use super::*;

#[test]
fn offer_subtitle_shows_engine_gearbox_and_price() {
    assert_eq!(offer_subtitle(FEATURED), "3.0L Автомат · 6\u{a0}890\u{a0}000 ₽");
}

#[test]
fn term_summary_uses_plural_label_and_grouping() {
    assert_eq!(
        term_summary(LoanTerm::default(), ADVERTISED_MONTHLY_PAYMENT),
        "60 месяцев · Платёж 114\u{a0}833 ₽/мес"
    );
}

#[test]
fn featured_seed_matches_card_offer() {
    let seed = Seed::from(FEATURED);
    assert_eq!(seed, Seed::new("BMW X5 2022", 6_890_000));
}
//! Toast stack rendered in the bottom-right corner of the page.

use leads::NoticeLevel;
use leptos::prelude::*;

use crate::state::toasts::ToastState;

fn level_class(level: NoticeLevel) -> &'static str {
    match level {
        NoticeLevel::Success => "toast toast--success",
        NoticeLevel::Error => "toast toast--error",
        NoticeLevel::Info => "toast toast--info",
    }
}

#[component]
pub fn Toaster(toasts: RwSignal<ToastState>) -> impl IntoView {
    view! {
        <ol class="toaster" aria-live="polite">
            <For each=move || toasts.with(ToastState::visible) key=|toast| toast.id let:toast>
                <li class=level_class(toast.notice.level) role="status">
                    <div class="toast__body">
                        <p class="toast__message">{toast.notice.message.clone()}</p>
                        {toast
                            .notice
                            .options
                            .description
                            .clone()
                            .map(|description| view! { <p class="toast__description">{description}</p> })}
                    </div>
                    <button
                        class="toast__close"
                        aria-label="Закрыть"
                        on:click=move |_| {
                            toasts.update(|t| {
                                t.dismiss(toast.id);
                            });
                        }
                    >
                        "×"
                    </button>
                </li>
            </For>
        </ol>
    }
}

────

> WHAT THE TASK REQUIRES: Nothing but the lines with "move" should be returned, copied from the entries above.

> EXERCISE SOLUTION:
            <For each=move || toasts.with(ToastState::visible) key=|toast| toast.id let:toast>
                        on:click=move |_| {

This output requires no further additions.